Now, research shines new light on the ways that one of the diet’s main components — olive oil — helps boost heart health.

Researchers presented their findings today at the American Heart Association’s (AHA) Lifestyle and Cardiometabolic Health Scientific Sessions in Phoenix.

Their analysis of long-term data, dating back to 1990, shows that eating more than 1/2 tablespoon of olive oil per day lowers one’s risk of cardiovascular disease by 15 percent and the risk of coronary heart disease by 21 percent.

While consumption of olive oil has been associated with improved heart health for years, the new research shows these associations with a U.S.-based population for the first time.

“Mostly, these associations have been shown in the past in Mediterranean and European populations,” Marta Guasch-Ferre, PhD, lead author of the study and a research scientist in the department of nutrition at Harvard T.H. Chan School of Public Health in Boston, told Healthline. “But until now, there was no previous study that showed results in a U.S. population.”

New wrinkles

The health benefits of olive oil are well understood, according to Dr. Benjamin Hirsh, director of preventive cardiology at Northwell Health’s Sandra Atlas Bass Heart Hospital in Manhasset, New York.

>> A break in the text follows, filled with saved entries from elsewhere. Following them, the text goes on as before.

//! 规则评估引擎
//!
//! 对单个事件的处理算法：先在计数存储上递增一次（无论是否有规则命中），
//! 再按快照顺序遍历规则，计数严格等于阈值时触发奖励。
//! 严格相等（而非大于等于）使每个里程碑在计数单调递增的前提下
//! 恰好触发一次——消息重投导致的多余递增只会越过阈值，不会重复触发。

use std::sync::Arc;

use chrono::Utc;
use tracing::{debug, info, instrument};

use crate::error::ProcessorError;
use crate::models::{RewardKind, RewardTriggered, Rule, UserEvent};
use crate::repository::EventCountStore;

// ---------------------------------------------------------------------------
// RuleSet — 规则快照
// ---------------------------------------------------------------------------

/// 规则快照
///
/// 启动期从规则仓储加载一次，此后只读。遍历顺序即插入顺序，
/// 在进程生命周期内保持稳定。规则热更新不在本版本范围内。
pub struct RuleSet {
    rules: Vec<Rule>,
}

impl RuleSet {
    /// 构建快照，逐条校验规则约束；任一规则无效则整体拒绝加载
    pub fn new(rules: Vec<Rule>) -> Result<Self, ProcessorError> {
        for rule in &rules {
            validate_rule(rule)?;
        }
        Ok(Self { rules })
    }

    pub fn len(&self) -> usize {
        self.rules.len()
    }

    pub fn is_empty(&self) -> bool {
        self.rules.is_empty()
    }

    pub fn iter(&self) -> impl Iterator<Item = &Rule> {
        self.rules.iter()
    }
}

/// 校验单条规则的加载期约束
///
/// count 必须为正（count=1 即单次触发规则）；
/// Points 奖励金额必须为正，Badge 奖励金额恒为零。
fn validate_rule(rule: &Rule) -> Result<(), ProcessorError> {
    if rule.count < 1 {
        return Err(ProcessorError::InvalidRule {
            rule_id: rule.id.clone(),
            reason: format!("count 必须为正数，实际为 {}", rule.count),
        });
    }

    match rule.reward.kind {
        RewardKind::Points if rule.reward.amount <= 0 => Err(ProcessorError::InvalidRule {
            rule_id: rule.id.clone(),
            reason: format!("POINTS 奖励金额必须为正数，实际为 {}", rule.reward.amount),
        }),
        RewardKind::Badge if rule.reward.amount != 0 => Err(ProcessorError::InvalidRule {
            rule_id: rule.id.clone(),
            reason: format!("BADGE 奖励金额必须为零，实际为 {}", rule.reward.amount),
        }),
        _ => Ok(()),
    }
}

// ---------------------------------------------------------------------------
// RewardEngine — 评估引擎
// ---------------------------------------------------------------------------

/// 规则评估引擎
///
/// 组合只读的规则快照与事务性计数存储。引擎自身不持有任何可变状态，
/// 并发协调完全依赖计数存储的三元组主键。
pub struct RewardEngine {
    rules: RuleSet,
    counts: Arc<dyn EventCountStore>,
}

impl RewardEngine {
    pub fn new(rules: RuleSet, counts: Arc<dyn EventCountStore>) -> Self {
        Self { rules, counts }
    }

    /// 评估单个事件，返回触发的奖励序列
    ///
    /// 1. 以事件自身的 (user_id, event_type, category) 为键递增计数，
    ///    每个事件恰好递增一次，与命中规则的数量无关——同一事件类型上的
    ///    多个里程碑共享一个计数器，各自在自己的阈值上触发。
    /// 2. 计数存储出错时立即返回错误，不产生任何奖励；调用方不提交
    ///    偏移量，事件将被重投。
    /// 3. 按快照顺序评估规则：未启用、事件类型不符或条件不满足的跳过；
    ///    其余按规则的条件类目（无条件规则取空类目）查询计数，
    ///    严格等于阈值时触发。
    ///
    /// 触发事件上的 timestamp 取触发时刻的服务端时钟。
    #[instrument(skip(self, event), fields(user_id = %event.user_id, event_type = %event.event_type))]
    pub async fn evaluate_event(
        &self,
        event: &UserEvent,
    ) -> Result<Vec<RewardTriggered>, ProcessorError> {
        self.counts
            .increment(&event.user_id, &event.event_type, &event.category)
            .await?;

        let mut triggered = Vec::new();

        for rule in self.rules.iter() {
            if !rule.enabled {
                debug!(rule_id = %rule.id, "规则未启用，跳过");
                continue;
            }

            if rule.event_type != event.event_type {
                continue;
            }

            if !rule.conditions.matches(event) {
                debug!(rule_id = %rule.id, "规则条件不满足，跳过");
                continue;
            }

            let count = self
                .counts
                .get_count(&event.user_id, &event.event_type, rule.conditions.lookup_category())
                .await?;

            debug!(
                rule_id = %rule.id,
                current_count = count,
                required_count = rule.count,
                "当前里程碑计数"
            );

            if count == rule.count {
                info!(
                    rule_id = %rule.id,
                    count = rule.count,
                    reward_type = %rule.reward.kind,
                    "规则已触发"
                );
                triggered.push(RewardTriggered {
                    user_id: event.user_id.clone(),
                    rule_id: rule.id.clone(),
                    reward: rule.reward.clone(),
                    timestamp: Utc::now(),
                });
            }
        }

        debug!(rules_triggered = triggered.len(), "事件评估完成");
        Ok(triggered)
    }
}

// ---------------------------------------------------------------------------
// 单元测试
// ---------------------------------------------------------------------------

#[cfg(test)]
mod tests {
    use super::*;
    use crate::models::{Reward, RuleConditions};
    use crate::repository::MemoryEventCountStore;
    use async_trait::async_trait;
    use rewards_shared::error::RewardError;

    fn make_rule(
        id: &str,
        event_type: &str,
        count: i32,
        conditions: RuleConditions,
        reward: Reward,
        enabled: bool,
    ) -> Rule {
        Rule {
            id: id.to_string(),
            event_type: event_type.to_string(),
            count,
            conditions,
            reward,
            enabled,
        }
    }

    /// 场景测试使用的规则组：数学徽章、数学里程碑、无条件里程碑、停用规则
    fn fixture_rules() -> Vec<Rule> {
        vec![
            make_rule(
                "rule-001",
                "COURSE_COMPLETED",
                1,
                RuleConditions::category("MATH"),
                Reward::badge("Finished Math"),
                true,
            ),
            make_rule(
                "rule-002",
                "COURSE_COMPLETED",
                5,
                RuleConditions::category("MATH"),
                Reward::points(100, "5 math"),
                true,
            ),
            make_rule(
                "rule-003",
                "COURSE_COMPLETED",
                3,
                RuleConditions::none(),
                Reward::points(30, "3 any"),
                true,
            ),
            make_rule(
                "rule-004",
                "CHAPTER_COMPLETED",
                10,
                RuleConditions::none(),
                Reward::points(10, "10 chapters"),
                false,
            ),
        ]
    }

    fn make_engine(rules: Vec<Rule>) -> (RewardEngine, Arc<MemoryEventCountStore>) {
        let store = Arc::new(MemoryEventCountStore::new());
        let engine = RewardEngine::new(RuleSet::new(rules).unwrap(), store.clone());
        (engine, store)
    }

    fn course_completed(user_id: &str, category: &str) -> UserEvent {
        UserEvent {
            user_id: user_id.to_string(),
            event_type: "COURSE_COMPLETED".to_string(),
            course_id: format!("course-{}", category.to_lowercase()),
            category: category.to_string(),
            timestamp: Utc::now(),
        }
    }

    /// 首个数学课程完成事件触发单次徽章规则
    #[tokio::test]
    async fn test_single_shot_rule_fires_on_first_event() {
        let (engine, store) = make_engine(fixture_rules());
        let event = course_completed("u-001", "MATH");

        let triggered = engine.evaluate_event(&event).await.unwrap();

        assert_eq!(triggered.len(), 1);
        assert_eq!(triggered[0].rule_id, "rule-001");
        assert_eq!(triggered[0].user_id, "u-001");
        assert_eq!(triggered[0].reward, Reward::badge("Finished Math"));
        assert_eq!(
            store.get_count("u-001", "COURSE_COMPLETED", "MATH").await.unwrap(),
            1
        );
    }

    /// 里程碑规则仅在第五个事件上触发一次
    #[tokio::test]
    async fn test_milestone_fires_exactly_at_threshold() {
        let (engine, store) = make_engine(fixture_rules());
        let event = course_completed("u-001", "MATH");

        let mut fired_rule_002 = 0;
        for _ in 0..5 {
            let triggered = engine.evaluate_event(&event).await.unwrap();
            fired_rule_002 += triggered.iter().filter(|t| t.rule_id == "rule-002").count();
        }

        assert_eq!(fired_rule_002, 1);
        assert_eq!(
            store.get_count("u-001", "COURSE_COMPLETED", "MATH").await.unwrap(),
            5
        );
    }

    /// 无条件规则按空类目查询计数，非空类目的事件不会触发它
    #[tokio::test]
    async fn test_unconditioned_rule_reads_empty_category() {
        let (engine, store) = make_engine(fixture_rules());
        let event = course_completed("u-001", "SCIENCE");

        // rule-003 要求计数到 3，但它查询的是空类目的计数行，
        // SCIENCE 事件累加在 SCIENCE 行上，永远不会满足
        for _ in 0..3 {
            let triggered = engine.evaluate_event(&event).await.unwrap();
            assert!(triggered.is_empty());
        }

        assert_eq!(
            store.get_count("u-001", "COURSE_COMPLETED", "SCIENCE").await.unwrap(),
            3
        );
        assert_eq!(store.get_count("u-001", "COURSE_COMPLETED", "").await.unwrap(), 0);
    }

    /// 类目为空串的事件与无条件规则在空类目行上汇合并触发
    #[tokio::test]
    async fn test_empty_category_event_triggers_unconditioned_rule() {
        let (engine, _store) = make_engine(fixture_rules());
        let event = course_completed("u-001", "");

        let mut fired_rule_003 = 0;
        for _ in 0..3 {
            let triggered = engine.evaluate_event(&event).await.unwrap();
            fired_rule_003 += triggered.iter().filter(|t| t.rule_id == "rule-003").count();
        }

        assert_eq!(fired_rule_003, 1);
    }

    /// 停用的规则永不触发，但事件计数照常递增
    #[tokio::test]
    async fn test_disabled_rule_never_fires() {
        let (engine, store) = make_engine(fixture_rules());
        let event = UserEvent {
            user_id: "u-001".to_string(),
            event_type: "CHAPTER_COMPLETED".to_string(),
            course_id: "course-math-101".to_string(),
            category: "MATH".to_string(),
            timestamp: Utc::now(),
        };

        for _ in 0..10 {
            let triggered = engine.evaluate_event(&event).await.unwrap();
            assert!(triggered.is_empty());
        }

        assert_eq!(
            store.get_count("u-001", "CHAPTER_COMPLETED", "MATH").await.unwrap(),
            10
        );
    }

    /// 没有任何规则匹配的事件仍然恰好递增一次计数
    #[tokio::test]
    async fn test_unmatched_event_still_increments_once() {
        let (engine, store) = make_engine(fixture_rules());
        let event = UserEvent {
            user_id: "u-001".to_string(),
            event_type: "QUIZ_PASSED".to_string(),
            course_id: "course-math-101".to_string(),
            category: "MATH".to_string(),
            timestamp: Utc::now(),
        };

        let triggered = engine.evaluate_event(&event).await.unwrap();

        assert!(triggered.is_empty());
        assert_eq!(store.get_count("u-001", "QUIZ_PASSED", "MATH").await.unwrap(), 1);
    }

    /// 消息重投：计数继续前进，越过阈值后不再重复触发
    #[tokio::test]
    async fn test_redelivery_advances_count_without_refiring() {
        let (engine, store) = make_engine(fixture_rules());
        let event = course_completed("u-001", "MATH");

        for _ in 0..5 {
            engine.evaluate_event(&event).await.unwrap();
        }

        // 第五个事件发布失败后被重投，计数到 6，rule-002 不再触发
        let triggered = engine.evaluate_event(&event).await.unwrap();
        assert!(triggered.iter().all(|t| t.rule_id != "rule-002"));
        assert_eq!(
            store.get_count("u-001", "COURSE_COMPLETED", "MATH").await.unwrap(),
            6
        );
    }

    /// 同一事件类型上的两个里程碑共享一个计数器，各自在阈值上触发
    #[tokio::test]
    async fn test_milestones_share_one_counter() {
        let rules = vec![
            make_rule(
                "rule-a",
                "COURSE_COMPLETED",
                2,
                RuleConditions::category("MATH"),
                Reward::points(20, "2 math"),
                true,
            ),
            make_rule(
                "rule-b",
                "COURSE_COMPLETED",
                4,
                RuleConditions::category("MATH"),
                Reward::points(40, "4 math"),
                true,
            ),
        ];
        let (engine, store) = make_engine(rules);
        let event = course_completed("u-001", "MATH");

        let mut fired = Vec::new();
        for _ in 0..4 {
            let triggered = engine.evaluate_event(&event).await.unwrap();
            fired.extend(triggered.into_iter().map(|t| t.rule_id));
        }

        assert_eq!(fired, vec!["rule-a".to_string(), "rule-b".to_string()]);
        // 两条规则只递增了一个计数器
        assert_eq!(
            store.get_count("u-001", "COURSE_COMPLETED", "MATH").await.unwrap(),
            4
        );
    }

    /// 计数存储故障时评估中止，不产生任何奖励
    #[tokio::test]
    async fn test_store_error_aborts_evaluation() {
        struct FailingStore;

        #[async_trait]
        impl EventCountStore for FailingStore {
            async fn increment(&self, _: &str, _: &str, _: &str) -> Result<(), RewardError> {
                Err(RewardError::Database(sqlx::Error::PoolTimedOut))
            }

            async fn get_count(&self, _: &str, _: &str, _: &str) -> Result<i32, RewardError> {
                Err(RewardError::Database(sqlx::Error::PoolTimedOut))
            }
        }

        let engine = RewardEngine::new(
            RuleSet::new(fixture_rules()).unwrap(),
            Arc::new(FailingStore),
        );
        let event = course_completed("u-001", "MATH");

        let result = engine.evaluate_event(&event).await;
        assert!(result.is_err());
    }

    /// count=0 的规则在快照构建时被拒绝
    #[test]
    fn test_zero_count_rule_rejected_at_load() {
        let rules = vec![make_rule(
            "rule-zero",
            "COURSE_COMPLETED",
            0,
            RuleConditions::none(),
            Reward::points(10, "invalid"),
            true,
        )];

        let result = RuleSet::new(rules);
        assert!(matches!(
            result,
            Err(ProcessorError::InvalidRule { rule_id, .. }) if rule_id == "rule-zero"
        ));
    }

    /// POINTS 奖励金额必须为正
    #[test]
    fn test_points_reward_with_zero_amount_rejected() {
        let rules = vec![make_rule(
            "rule-bad-points",
            "COURSE_COMPLETED",
            1,
            RuleConditions::none(),
            Reward {
                kind: RewardKind::Points,
                amount: 0,
                description: "bad".to_string(),
            },
            true,
        )];

        assert!(RuleSet::new(rules).is_err());
    }

    /// BADGE 奖励金额必须为零
    #[test]
    fn test_badge_reward_with_amount_rejected() {
        let rules = vec![make_rule(
            "rule-bad-badge",
            "COURSE_COMPLETED",
            1,
            RuleConditions::none(),
            Reward {
                kind: RewardKind::Badge,
                amount: 10,
                description: "bad".to_string(),
            },
            true,
        )];

        assert!(RuleSet::new(rules).is_err());
    }

    #[test]
    fn test_rule_set_len() {
        let set = RuleSet::new(fixture_rules()).unwrap();
        assert_eq!(set.len(), 4);
        assert!(!set.is_empty());

        let empty = RuleSet::new(vec![]).unwrap();
        assert!(empty.is_empty());
    }
}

“Olive oil is a simple way to replace unhealthy, saturated, and trans-fatty acids of animal fats with a source of omega-3 fatty acids that reduce inflammation and improve cholesterol,” Hirsh told Healthline. “It has also been associated with improved vascular function, heart health, and survival.”

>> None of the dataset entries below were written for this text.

//! Axis label thinning.
//!
//! Charts stay readable by labeling only every stride'th bucket; the rest
//! receive an empty placeholder that still occupies a slot, so the label
//! array never goes out of alignment with the value array.

use chrono::{DateTime, Utc};

use crate::data::Bucket;
use crate::policy::LabelFormat;

/// Most labels a chart axis can show without crowding.
pub const MAX_VISIBLE_LABELS: usize = 5;

/// Stride so at most [`MAX_VISIBLE_LABELS`] buckets carry a label.
pub fn stride_for(bucket_count: usize) -> usize {
    bucket_count.div_ceil(MAX_VISIBLE_LABELS).max(1)
}

/// The label for one bucket position.
///
/// Labels land on the stride'th bucket (position `stride - 1`), not the
/// first, so a dense series does not open with a label crammed against the
/// axis. Off-stride positions get an empty string.
pub fn label_for(
    index: usize,
    stride: usize,
    instant: DateTime<Utc>,
    format: LabelFormat,
) -> String {
    let stride = stride.max(1);
    if (index + 1) % stride == 0 {
        format_instant(instant, format)
    } else {
        String::new()
    }
}

/// Fill in labels across a freshly bucketized series.
pub fn annotate(buckets: &mut [Bucket], stride: usize, format: LabelFormat) {
    for (index, bucket) in buckets.iter_mut().enumerate() {
        bucket.label = label_for(index, stride, bucket.start, format);
    }
}

fn format_instant(instant: DateTime<Utc>, format: LabelFormat) -> String {
    match format {
        LabelFormat::Time => instant.format("%H:%M").to_string(),
        LabelFormat::Date => instant.format("%m-%d").to_string(),
    }
}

Animal-based fats such as margarine, butter, dairy fat, and mayonnaise are less healthy than olive oil when it comes to supporting heart health.

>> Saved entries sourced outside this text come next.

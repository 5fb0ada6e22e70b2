//! Resampling session state machine.
//!
//! One session per sensor screen. The session owns the selected policy, the
//! live window, and the fetch-token sequence, and publishes finalized series
//! to its chart sink. It is a plain synchronous struct: all mutation happens
//! on its driver's single event sequence, so no locking is needed. The async
//! shell lives in [`crate::driver`].
//!
//! State machine: `Idle -> Fetching -> (Ready | Failed)`, with `Fetching`
//! re-entrant. Issuing a new fetch bumps the token and supersedes the old
//! request; a superseded response is discarded on arrival, never applied.

use chrono::{DateTime, Utc};

use crate::bucketize;
use crate::data::{parse_samples, ChartSeries, FieldMap, Sample};
use crate::error::SourceError;
use crate::label;
use crate::live::LiveWindow;
use crate::policy::{Interval, IntervalPolicy};

/// Monotonically increasing id for one outstanding fetch. Only the response
/// matching the most recently issued token may update visible state.
pub type FetchToken = u64;

/// Everything the transport needs to serve one fetch, plus the token the
/// session will check the response against.
#[derive(Debug, Clone, PartialEq, Eq)]
pub struct FetchPlan {
    pub token: FetchToken,
    pub start: DateTime<Utc>,
    pub end: DateTime<Utc>,
    pub policy: IntervalPolicy,
}

#[derive(Debug, Clone, Copy, PartialEq, Eq)]
pub enum SessionState {
    Idle,
    Fetching,
    Ready,
    Failed,
}

/// Which kind of source currently feeds the live window. Push and poll must
/// never feed the same window at once; switching kinds clears it.
#[derive(Debug, Clone, Copy, PartialEq, Eq)]
enum LiveSourceKind {
    Push,
    Poll,
}

/// Consumer of finalized series. Rendering, transport framing, and styling
/// all live behind this seam.
pub trait ChartSink {
    /// A new finalized series. An empty series means "no data".
    fn publish(&mut self, series: ChartSeries);
    /// A recoverable failure to surface; the schedule keeps retrying.
    fn publish_error(&mut self, message: &str);
    /// Loading indicator around fetches.
    fn set_loading(&mut self, loading: bool);
}

pub struct Session<S: ChartSink> {
    sink: S,
    legend: String,
    field_map: FieldMap,
    policy: Option<IntervalPolicy>,
    state: SessionState,
    next_token: FetchToken,
    /// The most recently issued fetch; anything older is stale.
    in_flight: Option<FetchPlan>,
    live: LiveWindow,
    live_source: Option<LiveSourceKind>,
    /// Live window capacity K, fixed per sensor screen (the dense push
    /// screen uses 20, the sparse analog screen 5).
    live_capacity: usize,
}

impl<S: ChartSink> Session<S> {
    pub fn new(
        sink: S,
        legend: impl Into<String>,
        field_map: FieldMap,
        live_capacity: usize,
    ) -> Self {
        Self {
            sink,
            legend: legend.into(),
            field_map,
            policy: None,
            state: SessionState::Idle,
            next_token: 1,
            in_flight: None,
            live: LiveWindow::new(live_capacity),
            live_source: None,
            live_capacity,
        }
    }

    pub fn state(&self) -> SessionState {
        self.state
    }

    pub fn policy(&self) -> Option<&IntervalPolicy> {
        self.policy.as_ref()
    }

    /// Switch to a new interval. Clears the current series and live window,
    /// supersedes any outstanding fetch, and returns the plan for the new
    /// policy's `[now - lookback, now)` range.
    pub fn select_interval(&mut self, id: Interval, now: DateTime<Utc>) -> FetchPlan {
        let policy = id.policy();
        self.live = LiveWindow::new(self.live_capacity);
        self.live_source = None;
        self.sink.publish(ChartSeries::empty(self.legend.clone()));
        self.sink.set_loading(true);
        self.policy = Some(policy.clone());
        tracing::info!(interval = %id, "Interval selected");
        self.issue(policy, now)
    }

    /// Scheduler tick. Re-fetches only when a policy is active and no fetch
    /// is outstanding; failures are not fatal to the schedule, so `Failed`
    /// retries here too.
    pub fn tick(&mut self, now: DateTime<Utc>) -> Option<FetchPlan> {
        if !matches!(self.state, SessionState::Ready | SessionState::Failed) {
            return None;
        }
        let policy = self.policy.clone()?;
        Some(self.issue(policy, now))
    }

    /// Apply a fetch response. Responses are applied strictly in token
    /// order: anything but the most recently issued token is a no-op,
    /// regardless of arrival order.
    pub fn apply_response(
        &mut self,
        token: FetchToken,
        result: Result<serde_json::Value, SourceError>,
    ) {
        let plan = match self.in_flight.take() {
            Some(plan) if plan.token == token => plan,
            newer => {
                self.in_flight = newer;
                tracing::debug!(token, "Discarding stale fetch response");
                return;
            }
        };

        self.sink.set_loading(false);

        let payload = match result {
            Ok(payload) => payload,
            Err(error) => {
                tracing::warn!(token, error = %error, "Fetch failed, will retry on next tick");
                self.state = SessionState::Failed;
                self.sink.publish_error(&error.to_string());
                return;
            }
        };

        let samples = match parse_samples(&payload, &self.field_map) {
            Ok(samples) => samples,
            Err(error) => {
                // Not an array of samples: render as "no data", not as a
                // failure.
                tracing::warn!(token, error = %error, "Treating malformed payload as empty data");
                self.publish_empty();
                return;
            }
        };

        if samples.is_empty() {
            if plan.policy.live_mode && self.live_source == Some(LiveSourceKind::Push) {
                // A push source is authoritative; an empty poll must not
                // wipe the live view it is feeding.
                self.state = SessionState::Ready;
                return;
            }
            self.publish_empty();
            return;
        }

        if plan.policy.live_mode {
            self.apply_live_poll(samples);
        } else {
            self.apply_batch(&plan, &samples);
        }
    }

    /// Entry point for a push-based live source (e.g. a streaming
    /// connection). Takes over as the authoritative source, clearing
    /// anything a poll fetch buffered earlier. Samples pushed while no
    /// live policy is active are ignored, so the window's contents always
    /// correspond to the current view.
    pub fn push_live(&mut self, sample: Sample) {
        let Some(policy) = self.policy.as_ref() else {
            tracing::debug!("Ignoring pushed sample: no active policy");
            return;
        };
        if !policy.live_mode {
            tracing::debug!(interval = %policy.id, "Ignoring pushed sample: batch policy active");
            return;
        }

        if self.live_source == Some(LiveSourceKind::Poll) {
            tracing::debug!("Live source switched from poll to push, clearing window");
            self.live.clear();
        }
        self.live_source = Some(LiveSourceKind::Push);
        self.live.push(sample);

        let series = self.live.snapshot_series(self.legend.clone());
        self.state = SessionState::Ready;
        self.sink.publish(series);
    }

    /// Unmount. Invalidates the outstanding token (a late response becomes
    /// a no-op) and drops the active policy.
    pub fn reset(&mut self) {
        self.in_flight = None;
        self.policy = None;
        self.live.clear();
        self.live_source = None;
        self.state = SessionState::Idle;
    }

    fn issue(&mut self, policy: IntervalPolicy, now: DateTime<Utc>) -> FetchPlan {
        let token = self.next_token;
        self.next_token += 1;
        let plan = FetchPlan {
            token,
            start: now - policy.lookback,
            end: now,
            policy,
        };
        tracing::debug!(
            token,
            interval = %plan.policy.id,
            start = %plan.start,
            end = %plan.end,
            "Issuing fetch"
        );
        self.in_flight = Some(plan.clone());
        self.state = SessionState::Fetching;
        plan
    }

    fn apply_live_poll(&mut self, mut samples: Vec<Sample>) {
        if self.live_source == Some(LiveSourceKind::Push) {
            // A push source is authoritative; polled samples would double
            // up in the window.
            tracing::debug!(
                count = samples.len(),
                "Push source active, discarding polled live samples"
            );
            self.state = SessionState::Ready;
            return;
        }
        self.live_source = Some(LiveSourceKind::Poll);

        // Consecutive poll ranges overlap (the lookback exceeds the
        // cadence, so a slow beat never drops a sample), which means the
        // same reading comes back from two successive fetches. Only
        // samples strictly newer than the window's newest entry go in.
        samples.sort_by_key(|s| s.timestamp);
        let mut appended = 0_usize;
        for sample in samples {
            if self
                .live
                .latest_timestamp()
                .is_some_and(|newest| sample.timestamp <= newest)
            {
                continue;
            }
            self.live.push(sample);
            appended += 1;
        }
        tracing::debug!(appended, "Applied live poll response");

        let series = self.live.snapshot_series(self.legend.clone());
        self.state = SessionState::Ready;
        self.sink.publish(series);
    }

    fn apply_batch(&mut self, plan: &FetchPlan, samples: &[Sample]) {
        match bucketize::resample(samples, plan.start, plan.end, plan.policy.bucket_width) {
            Ok(mut buckets) => {
                label::annotate(&mut buckets, plan.policy.label_stride, plan.policy.label_format);
                tracing::debug!(
                    token = plan.token,
                    buckets = buckets.len(),
                    "Publishing resampled series"
                );
                self.state = SessionState::Ready;
                self.sink
                    .publish(ChartSeries::from_buckets(buckets, self.legend.clone()));
            }
            Err(error) => {
                // Plans are built from positive lookbacks, so this indicates
                // a bug rather than bad data.
                tracing::error!(token = plan.token, error = %error, "Resample failed");
                self.state = SessionState::Failed;
                self.sink.publish_error(&error.to_string());
            }
        }
    }

    fn publish_empty(&mut self) {
        self.state = SessionState::Ready;
        self.sink.publish(ChartSeries::empty(self.legend.clone()));
    }
}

An intriguing detail uncovered in the new study shows that olive oil isn’t the only oil that contains these benefits.

Guasch-Ferre said that researchers also saw positive associations with other plant oils, such as corn or safflower oil, although more research is needed to confirm the effects of plant oils on health outcomes.

“While olive oil was better than animal fat when we did the substitution analysis, they were not superior to vegetable oils,” she explained. “This means that other vegetable oils could be a healthy alternative compared to animal fat, especially because they tend to be more affordable in the U.S. compared to olive oil.”

Guasch-Ferre also pointed out that these findings are consistent with current recommendations that highlight the quality, rather than the quantity, of fat intake.

She adds that the study led to new questions, and more data will undoubtedly add to the overall understanding of the relationship between olive oil and heart health.

“One thing that we couldn’t analyze here was the different types of olive oil — whether it was common olive oil or extra virgin olive oil. There’s some evidence showing that extra virgin olive oil varieties have higher amounts of polyphenols that are associated with better lipid profiles and less inflammation,” she said.

“It would be interesting to see the effects of different varieties, along with the effects of different vegetable oils on health outcomes, along with defining the underlying mechanisms of these associations,” Guasch-Ferre added.

Well-rounded approach

While replacing animal fats with healthier alternatives such as olive or vegetable oil is a strong step toward improved cardiovascular health, it’s hardly the be-all and end-all.

Good heart health also includes physical activity, a balanced diet and, ideally, visits with a doctor to stay on track.

Hirsh cautioned that olive oil by itself is not a miracle cure.

“I believe that focusing on one component of nutrition misses the benefits that derive from the change in the overall dietary pattern,” he said. “It is likely that those [in the study] who switched to consuming more olive oil as a substitute for unhealthy fats probably also enacted changes in their lifestyles to consume healthier food and be more active.”

Anyone who wants to change their diet to promote better heart health can start by adopting the Mediterranean diet. This diet focuses on unrefined, plant-based foods, along with fish, and — of course — plenty of olive oil.

A final note pointed out by both Guasch-Ferre and Hirsh is that the study’s findings are observational. This means that researchers can’t prove cause and effect.

Still, the findings are supported by long-standing medical knowledge surrounding the health benefits of olive oil while adding an intriguing wrinkle surrounding the benefits of other vegetable oils.

“There’s a lot of research showing that plant-based foods, including healthier vegetable oils like olive oil, can have benefits for heart health,” Guasch-Ferre said. “Butter or other fats, which are high in saturated fats, can be harmful for the heart. It’s better to use olive oil for cooking than other animal fat and it’s also better to have olive oil in ingredients rather than other animal fats.”